Lines below containing the word "width" should be copied out.

[Opening DATA EXCERPTS section]

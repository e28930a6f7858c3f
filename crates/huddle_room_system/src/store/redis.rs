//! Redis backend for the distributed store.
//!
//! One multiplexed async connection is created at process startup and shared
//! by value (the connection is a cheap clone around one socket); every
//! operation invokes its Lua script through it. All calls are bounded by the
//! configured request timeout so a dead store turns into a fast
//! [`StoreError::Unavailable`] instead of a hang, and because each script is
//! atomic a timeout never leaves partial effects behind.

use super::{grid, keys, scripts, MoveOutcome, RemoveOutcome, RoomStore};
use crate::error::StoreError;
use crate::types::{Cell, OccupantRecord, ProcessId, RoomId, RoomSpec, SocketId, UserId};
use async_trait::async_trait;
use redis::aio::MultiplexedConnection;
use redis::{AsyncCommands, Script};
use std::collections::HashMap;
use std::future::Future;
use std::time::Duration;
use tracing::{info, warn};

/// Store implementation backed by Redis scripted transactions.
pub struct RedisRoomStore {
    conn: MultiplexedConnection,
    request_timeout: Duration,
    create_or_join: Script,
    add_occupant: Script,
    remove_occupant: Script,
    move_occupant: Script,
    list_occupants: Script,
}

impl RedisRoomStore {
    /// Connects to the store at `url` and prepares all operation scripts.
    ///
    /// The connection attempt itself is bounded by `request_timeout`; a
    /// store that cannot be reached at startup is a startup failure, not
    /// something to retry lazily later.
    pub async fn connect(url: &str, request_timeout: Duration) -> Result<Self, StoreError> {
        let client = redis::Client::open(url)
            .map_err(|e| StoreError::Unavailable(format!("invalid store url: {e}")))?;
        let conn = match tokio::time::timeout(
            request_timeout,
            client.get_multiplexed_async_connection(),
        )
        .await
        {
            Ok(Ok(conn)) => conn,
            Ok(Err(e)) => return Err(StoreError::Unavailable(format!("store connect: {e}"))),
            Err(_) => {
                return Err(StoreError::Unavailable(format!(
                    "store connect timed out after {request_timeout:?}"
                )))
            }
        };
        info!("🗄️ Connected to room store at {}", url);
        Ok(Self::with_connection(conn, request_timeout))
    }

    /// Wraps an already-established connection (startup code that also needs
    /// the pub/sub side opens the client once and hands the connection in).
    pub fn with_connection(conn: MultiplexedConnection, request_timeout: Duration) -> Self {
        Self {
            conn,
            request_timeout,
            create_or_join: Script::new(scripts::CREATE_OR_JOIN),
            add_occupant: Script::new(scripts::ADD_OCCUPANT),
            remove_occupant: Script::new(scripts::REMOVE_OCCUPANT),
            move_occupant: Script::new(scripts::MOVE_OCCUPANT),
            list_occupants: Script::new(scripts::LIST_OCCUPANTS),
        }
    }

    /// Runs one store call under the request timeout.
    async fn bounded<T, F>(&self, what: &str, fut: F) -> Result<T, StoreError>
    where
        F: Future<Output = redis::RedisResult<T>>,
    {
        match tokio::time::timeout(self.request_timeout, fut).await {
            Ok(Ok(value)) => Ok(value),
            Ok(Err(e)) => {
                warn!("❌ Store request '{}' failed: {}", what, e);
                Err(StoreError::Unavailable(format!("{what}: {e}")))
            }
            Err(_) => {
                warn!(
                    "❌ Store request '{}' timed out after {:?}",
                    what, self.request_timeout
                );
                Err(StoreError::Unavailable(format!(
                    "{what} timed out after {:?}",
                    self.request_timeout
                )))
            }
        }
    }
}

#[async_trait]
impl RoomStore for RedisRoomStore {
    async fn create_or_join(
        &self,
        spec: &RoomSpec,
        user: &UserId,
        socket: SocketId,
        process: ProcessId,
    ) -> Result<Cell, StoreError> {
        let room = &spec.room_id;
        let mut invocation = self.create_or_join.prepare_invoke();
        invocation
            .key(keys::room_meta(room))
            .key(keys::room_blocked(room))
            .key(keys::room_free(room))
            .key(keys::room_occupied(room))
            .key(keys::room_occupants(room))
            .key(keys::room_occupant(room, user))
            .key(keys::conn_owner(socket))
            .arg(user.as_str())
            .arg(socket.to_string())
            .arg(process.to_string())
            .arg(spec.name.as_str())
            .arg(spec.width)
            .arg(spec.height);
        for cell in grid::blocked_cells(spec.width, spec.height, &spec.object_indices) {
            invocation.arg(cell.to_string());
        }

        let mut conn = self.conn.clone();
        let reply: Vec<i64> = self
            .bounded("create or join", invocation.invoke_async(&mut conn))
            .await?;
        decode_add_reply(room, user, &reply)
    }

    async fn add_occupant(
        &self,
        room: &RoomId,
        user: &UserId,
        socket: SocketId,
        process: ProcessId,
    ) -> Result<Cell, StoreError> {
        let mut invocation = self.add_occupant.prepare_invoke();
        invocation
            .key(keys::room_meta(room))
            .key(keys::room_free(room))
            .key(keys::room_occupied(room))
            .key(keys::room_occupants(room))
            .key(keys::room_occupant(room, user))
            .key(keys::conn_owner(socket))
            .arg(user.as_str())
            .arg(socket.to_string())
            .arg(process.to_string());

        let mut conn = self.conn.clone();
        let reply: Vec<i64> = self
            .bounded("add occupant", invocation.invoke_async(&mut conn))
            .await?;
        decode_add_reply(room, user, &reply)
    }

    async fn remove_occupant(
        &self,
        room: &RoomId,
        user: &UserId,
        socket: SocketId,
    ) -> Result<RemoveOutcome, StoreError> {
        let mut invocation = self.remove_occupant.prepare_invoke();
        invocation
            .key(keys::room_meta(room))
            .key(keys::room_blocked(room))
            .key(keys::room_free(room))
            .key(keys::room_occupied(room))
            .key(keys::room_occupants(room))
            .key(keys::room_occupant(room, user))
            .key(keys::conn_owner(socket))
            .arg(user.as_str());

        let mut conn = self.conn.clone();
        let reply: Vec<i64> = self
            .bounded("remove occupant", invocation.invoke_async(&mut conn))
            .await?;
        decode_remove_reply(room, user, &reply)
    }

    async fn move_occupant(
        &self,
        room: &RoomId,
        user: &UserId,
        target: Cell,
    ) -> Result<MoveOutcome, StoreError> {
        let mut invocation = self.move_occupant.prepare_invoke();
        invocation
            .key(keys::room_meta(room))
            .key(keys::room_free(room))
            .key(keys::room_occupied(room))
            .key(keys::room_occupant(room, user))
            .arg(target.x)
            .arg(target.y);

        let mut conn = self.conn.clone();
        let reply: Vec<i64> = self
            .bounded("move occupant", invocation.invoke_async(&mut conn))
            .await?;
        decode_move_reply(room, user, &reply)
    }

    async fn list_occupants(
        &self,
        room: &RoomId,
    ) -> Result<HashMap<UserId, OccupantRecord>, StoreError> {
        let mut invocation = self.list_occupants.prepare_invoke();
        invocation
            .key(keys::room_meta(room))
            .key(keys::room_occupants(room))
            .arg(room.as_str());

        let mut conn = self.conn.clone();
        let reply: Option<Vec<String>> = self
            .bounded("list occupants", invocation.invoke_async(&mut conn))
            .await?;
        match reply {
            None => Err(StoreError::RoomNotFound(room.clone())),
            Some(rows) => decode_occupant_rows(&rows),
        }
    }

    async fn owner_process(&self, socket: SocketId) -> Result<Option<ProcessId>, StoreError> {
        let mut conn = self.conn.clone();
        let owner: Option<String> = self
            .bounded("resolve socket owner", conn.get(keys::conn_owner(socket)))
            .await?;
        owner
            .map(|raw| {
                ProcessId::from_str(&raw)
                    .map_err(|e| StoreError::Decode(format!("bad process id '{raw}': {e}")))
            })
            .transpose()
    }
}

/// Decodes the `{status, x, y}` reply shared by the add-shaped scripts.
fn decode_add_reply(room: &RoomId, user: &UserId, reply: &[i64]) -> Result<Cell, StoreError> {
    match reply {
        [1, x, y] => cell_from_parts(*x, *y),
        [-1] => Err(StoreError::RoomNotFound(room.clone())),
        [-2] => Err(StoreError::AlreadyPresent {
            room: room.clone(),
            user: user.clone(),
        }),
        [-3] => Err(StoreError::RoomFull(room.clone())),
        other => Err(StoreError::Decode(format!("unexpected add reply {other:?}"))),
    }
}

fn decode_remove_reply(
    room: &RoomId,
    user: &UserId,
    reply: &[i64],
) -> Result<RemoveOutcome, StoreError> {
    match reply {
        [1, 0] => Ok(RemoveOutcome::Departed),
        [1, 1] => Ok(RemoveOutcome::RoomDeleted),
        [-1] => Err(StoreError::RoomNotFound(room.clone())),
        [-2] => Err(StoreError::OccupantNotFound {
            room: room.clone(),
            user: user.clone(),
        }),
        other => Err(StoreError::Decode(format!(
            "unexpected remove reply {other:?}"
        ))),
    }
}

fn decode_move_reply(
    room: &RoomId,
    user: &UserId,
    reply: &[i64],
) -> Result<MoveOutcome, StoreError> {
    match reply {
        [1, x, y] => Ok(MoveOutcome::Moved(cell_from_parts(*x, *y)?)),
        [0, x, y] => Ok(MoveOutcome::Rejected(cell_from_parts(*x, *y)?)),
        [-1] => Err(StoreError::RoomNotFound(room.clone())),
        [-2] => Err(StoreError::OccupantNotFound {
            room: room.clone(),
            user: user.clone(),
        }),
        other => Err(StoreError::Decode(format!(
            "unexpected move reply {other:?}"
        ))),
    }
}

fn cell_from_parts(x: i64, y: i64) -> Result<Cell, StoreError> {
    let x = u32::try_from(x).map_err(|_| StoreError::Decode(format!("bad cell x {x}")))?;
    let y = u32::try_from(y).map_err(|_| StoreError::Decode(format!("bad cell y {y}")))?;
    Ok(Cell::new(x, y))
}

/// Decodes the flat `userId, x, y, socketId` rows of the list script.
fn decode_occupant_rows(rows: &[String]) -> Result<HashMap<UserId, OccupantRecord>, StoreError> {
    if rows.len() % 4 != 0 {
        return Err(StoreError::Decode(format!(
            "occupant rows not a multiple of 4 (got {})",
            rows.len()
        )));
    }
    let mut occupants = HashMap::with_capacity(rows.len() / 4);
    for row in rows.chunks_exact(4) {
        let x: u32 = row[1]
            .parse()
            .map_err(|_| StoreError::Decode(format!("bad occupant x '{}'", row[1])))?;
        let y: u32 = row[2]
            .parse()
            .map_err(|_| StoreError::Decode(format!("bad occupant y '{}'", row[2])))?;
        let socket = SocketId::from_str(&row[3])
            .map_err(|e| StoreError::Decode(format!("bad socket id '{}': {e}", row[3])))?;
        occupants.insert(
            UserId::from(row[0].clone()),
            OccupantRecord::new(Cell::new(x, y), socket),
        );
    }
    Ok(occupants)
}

[Closing DATA EXCERPTS section]

RESULT OF THE TASK:
            .arg(spec.width)
        for cell in grid::blocked_cells(spec.width, spec.height, &spec.object_indices) {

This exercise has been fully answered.